- Key insights: Synchrony Financial beat Wall Street's estimates on earnings and revenue for the third quarter as delinquencies and net charge-offs declined.
- What's at stake: The payments industry has been looking for signs of faltering credit health as the nation's largest bank warned of a softening economy.
- Forward look: Synchrony intends to loosen the credit tightening actions it has taken in past quarters by as much as 30% through the end of the year.
Synchrony Financial plans to walk back recent credit tightening as delinquencies and charge-offs decline, suggesting that consumer credit health is holding strong even in the face of warnings of a softening economy.
"Credit for us is a source of strength," Synchrony Chief Financial Officer Brian Wenzel told American Banker. "Look at it both generationally and by credit grade, it's consistent, and we actually see a little bit more strength in the nonprime, believe it or not. Consumers are in a really good position as we head into holiday."

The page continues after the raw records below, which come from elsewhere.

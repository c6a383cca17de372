#![allow(clippy::unwrap_used, clippy::expect_used, clippy::panic)]
//! Edge-case tests: truncation, hostile lengths, limits and error reporting.

use blobwire::config::MAX_SAFE_DEPTH;
use blobwire::error::constants;
use blobwire::{
    des, ser, Codec, CodecConfig, CodecError, ErrorKind, Registry, UnitExtent, Value, ValueKind,
};

fn nested(depth: usize) -> Value {
    let mut value = Value::Int(0);
    for _ in 0..depth {
        value = Value::Sequence(vec![value]);
    }
    value
}

// ============================================================================
// TRUNCATION
// ============================================================================

#[test]
fn test_every_truncation_is_rejected() {
    let value = Value::mapping([
        (Value::from("k"), Value::Sequence(vec![Value::Int(300), Value::Bool(false)])),
        (Value::Int(1), Value::float(-2.5)),
    ]);
    let encoded = ser(&value).unwrap();

    for cut in 0..encoded.len() {
        let result = des(&encoded[..cut]);
        assert!(result.is_err(), "prefix of {cut} bytes decoded: {result:?}");
        assert_eq!(result.unwrap_err().kind(), ErrorKind::MalformedInput);
    }
    assert_eq!(des(&encoded).unwrap(), value);
}

#[test]
fn test_empty_input() {
    let err = des(&[]).unwrap_err();
    assert!(matches!(
        err,
        CodecError::MalformedInput {
            offset: 0,
            reason: constants::ERR_EMPTY_VLQ
        }
    ));
}

#[test]
fn test_overlong_length_prefix() {
    // A tag length far beyond anything in the buffer.
    let blob = [0xFF, 0xFF, 0xFF, 0x7F, b'x'];
    assert_eq!(des(&blob).unwrap_err().kind(), ErrorKind::MalformedInput);
}

#[test]
fn test_vlq_overflow_in_int_payload() {
    let mut blob = b"\x03int\x0B".to_vec();
    blob.extend_from_slice(&[0xFF; 10]);
    blob.push(0x7F);
    assert!(matches!(
        des(&blob),
        Err(CodecError::MalformedInput {
            reason: constants::ERR_VLQ_OVERFLOW,
            ..
        })
    ));
}

#[test]
fn test_int_trailing_payload_bytes() {
    let err = des(b"\x03int\x02\x05\x00").unwrap_err();
    assert!(matches!(
        err,
        CodecError::MalformedInput {
            offset: 6,
            reason: constants::ERR_TRAILING_BYTES
        }
    ));
}

// ============================================================================
// UNKNOWN TAGS AND VARIANTS
// ============================================================================

#[test]
fn test_unknown_tag() {
    let err = des(b"\x05bogus\x00").unwrap_err();
    assert_eq!(err.kind(), ErrorKind::UnknownTag);
    match err {
        CodecError::UnknownTag { tag, offset } => {
            assert_eq!(tag, "bogus");
            assert_eq!(offset, 0);
        }
        other => panic!("unexpected error: {other:?}"),
    }
}

#[test]
fn test_unknown_tag_nested_reports_unit_offset() {
    // list payload starts at 6; the element frame prefix is one byte.
    let blob = b"\x04list\x08\x07\x05bogus\x00";
    match des(blob).unwrap_err() {
        CodecError::UnknownTag { offset, .. } => assert_eq!(offset, 7),
        other => panic!("unexpected error: {other:?}"),
    }
}

#[test]
fn test_unregistered_variant_on_encode() {
    let registry = Registry::builder()
        .register(ValueKind::Sequence)
        .build()
        .unwrap();
    let codec = Codec::builder().registry(registry.into()).build();

    let err = codec
        .ser(&Value::Sequence(vec![Value::from("x")]))
        .unwrap_err();
    assert!(matches!(err, CodecError::UnknownVariant(ValueKind::Text)));
    assert_eq!(err.kind(), ErrorKind::UnknownVariant);
}

#[test]
fn test_mapping_without_bytes_tag_reports_mapping() {
    let registry = Registry::builder()
        .register(ValueKind::Mapping)
        .register(ValueKind::Int)
        .build()
        .unwrap();
    let codec = Codec::builder().registry(registry.into()).build();

    let err = codec
        .ser(&Value::mapping([(Value::Int(1), Value::Int(2))]))
        .unwrap_err();
    assert!(matches!(err, CodecError::UnknownVariant(ValueKind::Mapping)));

    // An empty mapping writes no entries and needs no wrapper tag.
    assert_eq!(codec.ser(&Value::mapping([])).unwrap(), b"\x04dict\x00");
}

#[test]
fn test_invalid_utf8_text() {
    let err = des(b"\x03str\x02\xC3\x28").unwrap_err();
    assert_eq!(err.kind(), ErrorKind::TextDecodeError);
    assert_eq!(err.offset(), Some(5));
}

#[test]
fn test_invalid_float_literal() {
    let err = des(b"\x05float\x03xyz").unwrap_err();
    assert!(matches!(err, CodecError::InvalidFloat { offset: 7, .. }));
}

#[test]
fn test_overflowing_float_literal() {
    let literal = b"0x1.fffffffffffff8p+1023";
    let mut blob = b"\x05float".to_vec();
    blob.push(literal.len() as u8);
    blob.extend_from_slice(literal);
    let err = des(&blob).unwrap_err();
    assert!(matches!(err, CodecError::InvalidFloat { offset: 7, .. }));

    // The explicit spelling still decodes.
    assert_eq!(des(b"\x05float\x03inf").unwrap(), Value::float(f64::INFINITY));
}

#[test]
fn test_complex_without_separator() {
    let err = des(b"\x07complex\x03inf").unwrap_err();
    assert!(matches!(
        err,
        CodecError::MalformedInput {
            reason: constants::ERR_COMPLEX_SEPARATOR,
            ..
        }
    ));
}

#[test]
fn test_mapping_entry_wrong_arity() {
    // bytes-wrapped entry holding a single element
    let blob = b"\x04dict\x0F\x0E\x05bytes\x07\x06\x03int\x01\x01";
    assert!(matches!(
        des(blob),
        Err(CodecError::MalformedInput {
            reason: constants::ERR_MAPPING_ENTRY,
            ..
        })
    ));
}

// ============================================================================
// SPECIAL VALUES
// ============================================================================

#[test]
fn test_float_special_values() {
    for f in [f64::INFINITY, f64::NEG_INFINITY, 0.0, -0.0, f64::MIN_POSITIVE, 5e-324] {
        let decoded = des(&ser(&Value::float(f)).unwrap()).unwrap();
        match decoded {
            Value::Float(got) => assert_eq!(got.get().to_bits(), f.to_bits()),
            other => panic!("unexpected value: {other:?}"),
        }
    }

    match des(&ser(&Value::float(f64::NAN)).unwrap()).unwrap() {
        Value::Float(got) => assert!(got.get().is_nan()),
        other => panic!("unexpected value: {other:?}"),
    }
}

#[test]
fn test_signed_int_extremes() {
    for n in [i64::MIN, i64::MIN + 1, -1, 0, 1, i64::MAX] {
        assert_eq!(
            des(&ser(&Value::SignedInt(n)).unwrap()).unwrap(),
            Value::SignedInt(n)
        );
    }
}

#[test]
fn test_signed_int_out_of_range() {
    // magnitude 2^63 with a non-negative sign does not fit in i64
    let mut payload = vec![0xFF];
    payload.extend(blobwire::core::vlq::encode(1 << 63));
    let mut blob = b"\x04sint".to_vec();
    blob.push(payload.len() as u8);
    blob.extend(payload);
    assert!(matches!(
        des(&blob),
        Err(CodecError::MalformedInput {
            reason: constants::ERR_INT_RANGE,
            ..
        })
    ));
}

#[test]
fn test_large_bytes_payload() {
    let big = Value::Bytes(vec![0xAB; 1024 * 1024]);
    let encoded = ser(&big).unwrap();
    assert_eq!(des(&encoded).unwrap(), big);
}

// ============================================================================
// LIMITS
// ============================================================================

#[test]
fn test_depth_limit_boundary() {
    let codec = Codec::builder().max_depth(8).build();
    let at_limit = nested(8);
    let encoded = codec.ser(&at_limit).unwrap();
    assert_eq!(codec.des(&encoded).unwrap(), at_limit);

    assert!(matches!(
        codec.ser(&nested(9)),
        Err(CodecError::DepthLimitExceeded { limit: 8 })
    ));

    // Deeper input produced by a more permissive peer
    let deep = Codec::new().ser(&nested(9)).unwrap();
    assert!(matches!(
        codec.des(&deep),
        Err(CodecError::DepthLimitExceeded { limit: 8 })
    ));
}

#[test]
fn test_default_depth_limit_stops_hostile_nesting() {
    let hostile = Codec::builder()
        .max_depth(200)
        .build()
        .ser(&nested(200))
        .unwrap();
    let err = des(&hostile).unwrap_err();
    assert_eq!(err.kind(), ErrorKind::Limit);
}

#[test]
fn test_deepest_accepted_config_fits_small_stack() {
    let config = CodecConfig::default_with_overrides(|c| c.limits.max_depth = MAX_SAFE_DEPTH);
    let codec = Codec::from_config(&config).unwrap();

    // 2 MiB matches the default stack of tokio workers and test threads.
    let worker = std::thread::Builder::new()
        .stack_size(2 << 20)
        .spawn(move || {
            let deepest = nested(MAX_SAFE_DEPTH);
            let encoded = codec.ser(&deepest).unwrap();
            assert_eq!(codec.des(&encoded).unwrap(), deepest);

            let too_deep = Codec::builder()
                .max_depth(MAX_SAFE_DEPTH + 1)
                .build()
                .ser(&nested(MAX_SAFE_DEPTH + 1))
                .unwrap();
            assert!(matches!(
                codec.des(&too_deep),
                Err(CodecError::DepthLimitExceeded { limit }) if limit == MAX_SAFE_DEPTH
            ));
        })
        .unwrap();
    worker.join().unwrap();

    let beyond = CodecConfig::default_with_overrides(|c| c.limits.max_depth = MAX_SAFE_DEPTH + 1);
    assert!(Codec::from_config(&beyond).is_err());
}

#[test]
fn test_input_size_limit() {
    let codec = Codec::builder().max_input_size(32).build();
    let small = codec.ser(&Value::from("fits")).unwrap();
    assert!(codec.des(&small).is_ok());

    let err = codec.ser(&Value::Bytes(vec![0; 64])).unwrap_err();
    assert!(matches!(err, CodecError::InputTooLarge { limit: 32, .. }));

    let big = Codec::new().ser(&Value::Bytes(vec![0; 64])).unwrap();
    assert!(matches!(
        codec.des(&big),
        Err(CodecError::InputTooLarge { limit: 32, .. })
    ));
}

// ============================================================================
// PREFIX DECODING
// ============================================================================

#[test]
fn test_des_all_concatenated_units() {
    let values = vec![Value::Int(1), Value::from("two"), Value::Bool(true)];
    let mut blob = Vec::new();
    for value in &values {
        blob.extend(ser(value).unwrap());
    }
    assert_eq!(Codec::new().des_all(&blob).unwrap(), values);
}

#[test]
fn test_des_all_reports_absolute_offset() {
    let mut blob = ser(&Value::Int(1)).unwrap();
    let second_start = blob.len();
    blob.extend_from_slice(b"\x05bogus\x00");
    match Codec::new().des_all(&blob).unwrap_err() {
        CodecError::UnknownTag { offset, .. } => assert_eq!(offset, second_start),
        other => panic!("unexpected error: {other:?}"),
    }
}

#[test]
fn test_unit_extent_progression() {
    let codec = Codec::new();
    let encoded = codec.ser(&Value::from("hello")).unwrap();
    assert_eq!(
        codec.unit_extent(&encoded).unwrap(),
        UnitExtent::Complete(encoded.len())
    );
    assert!(matches!(
        codec.unit_extent(&[]).unwrap(),
        UnitExtent::Incomplete { at_least: 1 }
    ));
    assert_eq!(codec.encoded_len(&encoded[..encoded.len() - 1]).unwrap(), None);
}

In the third quarter, net charge-offs, 30-day delinquencies and 90-day delinquencies posted year-over-year declines. Net charge-offs fell 90 basis points to 5.16% for the quarter ended Sept. 30; 30-day delinquencies dropped 37 basis points to 4.39%; and, 90-day delinquencies declined 21 basis points to 2.12%.
As a result, Synchrony plans to take "incremental actions in the fourth quarter that will widen the credit aperture," Wenzel said, noting that the lender already loosened credit in its health and wellness business.

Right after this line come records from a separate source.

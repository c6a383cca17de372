//! Per-variant payload codecs.
//!
//! | Kind       | Payload                                                  |
//! |------------|----------------------------------------------------------|
//! | bytes      | raw bytes                                                |
//! | str        | UTF-8                                                    |
//! | bool       | `FF` true, `00` false                                    |
//! | int        | VLQ                                                      |
//! | sint       | bool sign byte (true = non-negative), then VLQ magnitude |
//! | float      | ASCII hexadecimal literal                                |
//! | complex    | float payload, `20`, float payload                       |
//! | list/tuple | framed encoded units, in order                           |
//! | set        | framed encoded units, in `Value` order                   |
//! | dict       | one framed `bytes` unit per entry, holding the list      |
//! |            | payload of `[key, value]`                                |

use crate::core::engine::{DecodeCtx, EncodeCtx};
use crate::core::hexfloat;
use crate::core::registry::{DeserializeFn, SerializeFn};
use crate::core::value::{Float64, Value, ValueKind};
use crate::core::vlq::VlqCodec;
use crate::error::{constants, CodecError, Result};
use std::collections::{BTreeMap, BTreeSet};
use std::str;

const TRUE_BYTE: u8 = 0xFF;
const FALSE_BYTE: u8 = 0x00;
const COMPLEX_SEPARATOR: u8 = b' ';

pub(crate) fn serializer(kind: ValueKind) -> SerializeFn {
    match kind {
        ValueKind::Bytes => ser_bytes,
        ValueKind::Text => ser_text,
        ValueKind::Bool => ser_bool,
        ValueKind::Int => ser_int,
        ValueKind::SignedInt => ser_signed_int,
        ValueKind::Float => ser_float,
        ValueKind::Complex => ser_complex,
        ValueKind::Sequence | ValueKind::Tuple => ser_sequence,
        ValueKind::Set | ValueKind::FrozenSet => ser_set,
        ValueKind::Mapping => ser_mapping,
    }
}

pub(crate) fn deserializer(kind: ValueKind) -> DeserializeFn {
    match kind {
        ValueKind::Bytes => des_bytes,
        ValueKind::Text => des_text,
        ValueKind::Bool => des_bool,
        ValueKind::Int => des_int,
        ValueKind::SignedInt => des_signed_int,
        ValueKind::Float => des_float,
        ValueKind::Complex => des_complex,
        ValueKind::Sequence => des_sequence,
        ValueKind::Tuple => des_tuple,
        ValueKind::Set => des_set,
        ValueKind::FrozenSet => des_frozen_set,
        ValueKind::Mapping => des_mapping,
    }
}

fn mismatch(value: &Value) -> CodecError {
    CodecError::UnknownVariant(value.kind())
}

fn ser_bytes(value: &Value, _: &EncodeCtx<'_>) -> Result<Vec<u8>> {
    match value {
        Value::Bytes(bytes) => Ok(bytes.clone()),
        other => Err(mismatch(other)),
    }
}

fn des_bytes(payload: &[u8], _: &DecodeCtx<'_>) -> Result<Value> {
    Ok(Value::Bytes(payload.to_vec()))
}

fn ser_text(value: &Value, _: &EncodeCtx<'_>) -> Result<Vec<u8>> {
    match value {
        Value::Text(text) => Ok(text.as_bytes().to_vec()),
        other => Err(mismatch(other)),
    }
}

fn des_text(payload: &[u8], ctx: &DecodeCtx<'_>) -> Result<Value> {
    decode_utf8(payload, ctx.offset()).map(|text| Value::Text(text.to_owned()))
}

fn decode_utf8(payload: &[u8], offset: usize) -> Result<&str> {
    str::from_utf8(payload).map_err(|source| CodecError::TextDecode {
        offset: offset + source.valid_up_to(),
        source,
    })
}

fn ser_bool(value: &Value, _: &EncodeCtx<'_>) -> Result<Vec<u8>> {
    match value {
        Value::Bool(flag) => Ok(vec![bool_byte(*flag)]),
        other => Err(mismatch(other)),
    }
}

fn des_bool(payload: &[u8], ctx: &DecodeCtx<'_>) -> Result<Value> {
    match payload {
        [byte] => bool_from_byte(*byte, ctx.offset()).map(Value::Bool),
        _ => Err(CodecError::malformed(ctx.offset(), constants::ERR_BOOL_WIDTH)),
    }
}

fn bool_byte(flag: bool) -> u8 {
    if flag {
        TRUE_BYTE
    } else {
        FALSE_BYTE
    }
}

fn bool_from_byte(byte: u8, offset: usize) -> Result<bool> {
    match byte {
        TRUE_BYTE => Ok(true),
        FALSE_BYTE => Ok(false),
        _ => Err(CodecError::malformed(offset, constants::ERR_BOOL_VALUE)),
    }
}

fn ser_int(value: &Value, ctx: &EncodeCtx<'_>) -> Result<Vec<u8>> {
    match value {
        Value::Int(n) => Ok(ctx.vlq().encode(*n)),
        other => Err(mismatch(other)),
    }
}

fn des_int(payload: &[u8], ctx: &DecodeCtx<'_>) -> Result<Value> {
    read_exact_vlq(ctx.vlq(), payload, ctx.offset()).map(Value::Int)
}

/// Decode a VLQ that must span the whole of `payload`.
fn read_exact_vlq(vlq: &dyn VlqCodec, payload: &[u8], offset: usize) -> Result<u64> {
    let (n, used) = vlq.decode(payload).map_err(|e| e.at(offset))?;
    if used != payload.len() {
        return Err(CodecError::malformed(
            offset + used,
            constants::ERR_TRAILING_BYTES,
        ));
    }
    Ok(n)
}

fn ser_signed_int(value: &Value, ctx: &EncodeCtx<'_>) -> Result<Vec<u8>> {
    match value {
        Value::SignedInt(n) => {
            let mut out = vec![bool_byte(*n >= 0)];
            ctx.vlq().encode_into(n.unsigned_abs(), &mut out);
            Ok(out)
        }
        other => Err(mismatch(other)),
    }
}

fn des_signed_int(payload: &[u8], ctx: &DecodeCtx<'_>) -> Result<Value> {
    let offset = ctx.offset();
    let Some((&sign, magnitude)) = payload.split_first() else {
        return Err(CodecError::malformed(offset, constants::ERR_EMPTY_VLQ));
    };
    let non_negative = bool_from_byte(sign, offset)?;
    let magnitude = i128::from(read_exact_vlq(ctx.vlq(), magnitude, offset + 1)?);
    let signed = if non_negative { magnitude } else { -magnitude };
    i64::try_from(signed)
        .map(Value::SignedInt)
        .map_err(|_| CodecError::malformed(offset + 1, constants::ERR_INT_RANGE))
}

fn ser_float(value: &Value, _: &EncodeCtx<'_>) -> Result<Vec<u8>> {
    match value {
        Value::Float(f) => Ok(hexfloat::format(f.get()).into_bytes()),
        other => Err(mismatch(other)),
    }
}

fn des_float(payload: &[u8], ctx: &DecodeCtx<'_>) -> Result<Value> {
    parse_float(payload, ctx.offset()).map(Value::Float)
}

fn parse_float(payload: &[u8], offset: usize) -> Result<Float64> {
    let invalid = || CodecError::InvalidFloat {
        offset,
        literal: String::from_utf8_lossy(payload).into_owned(),
    };
    let literal = str::from_utf8(payload).map_err(|_| invalid())?;
    hexfloat::parse(literal).map(Float64).ok_or_else(invalid)
}

fn ser_complex(value: &Value, _: &EncodeCtx<'_>) -> Result<Vec<u8>> {
    match value {
        Value::Complex { re, im } => {
            let mut out = hexfloat::format(re.get()).into_bytes();
            out.push(COMPLEX_SEPARATOR);
            out.extend_from_slice(hexfloat::format(im.get()).as_bytes());
            Ok(out)
        }
        other => Err(mismatch(other)),
    }
}

fn des_complex(payload: &[u8], ctx: &DecodeCtx<'_>) -> Result<Value> {
    let offset = ctx.offset();
    let split = payload
        .iter()
        .position(|&b| b == COMPLEX_SEPARATOR)
        .ok_or_else(|| CodecError::malformed(offset, constants::ERR_COMPLEX_SEPARATOR))?;
    let re = parse_float(&payload[..split], offset)?;
    let im = parse_float(&payload[split + 1..], offset + split + 1)?;
    Ok(Value::Complex { re, im })
}

fn ser_sequence(value: &Value, ctx: &EncodeCtx<'_>) -> Result<Vec<u8>> {
    match value {
        Value::Sequence(items) | Value::Tuple(items) => ctx.elements(items),
        other => Err(mismatch(other)),
    }
}

fn des_sequence(payload: &[u8], ctx: &DecodeCtx<'_>) -> Result<Value> {
    ctx.elements(payload).map(Value::Sequence)
}

fn des_tuple(payload: &[u8], ctx: &DecodeCtx<'_>) -> Result<Value> {
    ctx.elements(payload).map(Value::Tuple)
}

fn ser_set(value: &Value, ctx: &EncodeCtx<'_>) -> Result<Vec<u8>> {
    match value {
        // BTreeSet iterates in `Value` order, so equal sets encode identically.
        Value::Set(items) | Value::FrozenSet(items) => ctx.elements(items),
        other => Err(mismatch(other)),
    }
}

fn des_set(payload: &[u8], ctx: &DecodeCtx<'_>) -> Result<Value> {
    set_items(payload, ctx).map(Value::Set)
}

fn des_frozen_set(payload: &[u8], ctx: &DecodeCtx<'_>) -> Result<Value> {
    set_items(payload, ctx).map(Value::FrozenSet)
}

fn set_items(payload: &[u8], ctx: &DecodeCtx<'_>) -> Result<BTreeSet<Value>> {
    ctx.elements(payload).map(|items| items.into_iter().collect())
}

fn ser_mapping(value: &Value, ctx: &EncodeCtx<'_>) -> Result<Vec<u8>> {
    let Value::Mapping(entries) = value else {
        return Err(mismatch(value));
    };
    ctx.child_depth()?;
    let mut out = Vec::new();
    for (key, val) in entries {
        let pair = ctx.elements([key, val])?;
        let unit = ctx
            .unit_with_kind(ValueKind::Bytes, &pair)
            .map_err(|_| CodecError::UnknownVariant(ValueKind::Mapping))?;
        crate::core::framing::write_frame(ctx.vlq(), &unit, &mut out);
    }
    Ok(out)
}

/// Entries are normally `bytes` units wrapping a two-element list payload.
/// A `list` or `tuple` unit holding the pair directly is accepted too.
fn des_mapping(payload: &[u8], ctx: &DecodeCtx<'_>) -> Result<Value> {
    ctx.child_depth()?;
    let registry = ctx.registry();
    let pair_tags = [ValueKind::Bytes, ValueKind::Sequence, ValueKind::Tuple]
        .map(|kind| registry.tag(kind).ok());
    let mut entries = BTreeMap::new();

    for element in ctx.units(payload, ctx.offset()) {
        let (offset, unit) = element?;
        let opened = ctx.open_unit(unit, offset)?;
        if !pair_tags.contains(&Some(opened.tag)) {
            return Err(CodecError::malformed(offset, constants::ERR_MAPPING_ENTRY));
        }
        let [key, val]: [Value; 2] = ctx
            .elements_at(opened.payload, opened.payload_offset)?
            .try_into()
            .map_err(|_| CodecError::malformed(offset, constants::ERR_MAPPING_ENTRY))?;
        entries.insert(key, val);
    }
    Ok(Value::Mapping(entries))
}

"The actions that we will take in both the third and fourth quarter will unwind about 30% of those credit [tightening] actions," Wenzel said. "We still have quite a bit to go, but most certainly, we are taking measures to provide more work credit to consumers here in the fourth quarter."
The unwind will largely be centered on "customers we know," Wenzel said, and include credit line increases and more upgrades for existing customers from private label to co-brand.
Improved consumer credit health also drove a 39% year-over-year decrease in provisions for credit losses, which tallied $1.1 billion for the quarter. Purchase volume inched up 2% to $46 billion. Period-end loans landed at $100.2 billion, a decrease of 2%.
Still, Synchrony is watching for "
Keefe Bruyette and Woods analyst Sanjay Sakhrani said in a research note Wednesday morning that Synchrony posted "solid results when considering the hyper-focused environment for credit quality. Credit quality was better than our expectations, with [net charge-offs] and delinquencies better than expected (i.e., year-over-year decline accelerated in September) and the company releasing reserves as a result."
Synchrony earnings, by the numbers
Synchrony beat analysts estimates on earnings and revenue. Revenue hit $3.82 billion, mostly flat compared to the same reporting period last year and just edging out analysts' estimates of $3.8 billion, according to CapitalIQ. Net income tallied $1.1 billion, or $2.86 per diluted share, a 39.9% increase and ahead of analysts' expected $819.9 million, or $2.22 per diluted share.
Net interest income increased 2.4% to $4.7 billion, while net interest margin increased 58 basis points to 15.6%.
Expenses increased 5.2% during the quarter to $1.2 billion, led by higher employee costs and increases in technology investments.
Synchrony's board also approved an increase in the company's share repurchase program, which nearly doubled from $1.1 billion to $2.1 billion through June 30, 2026.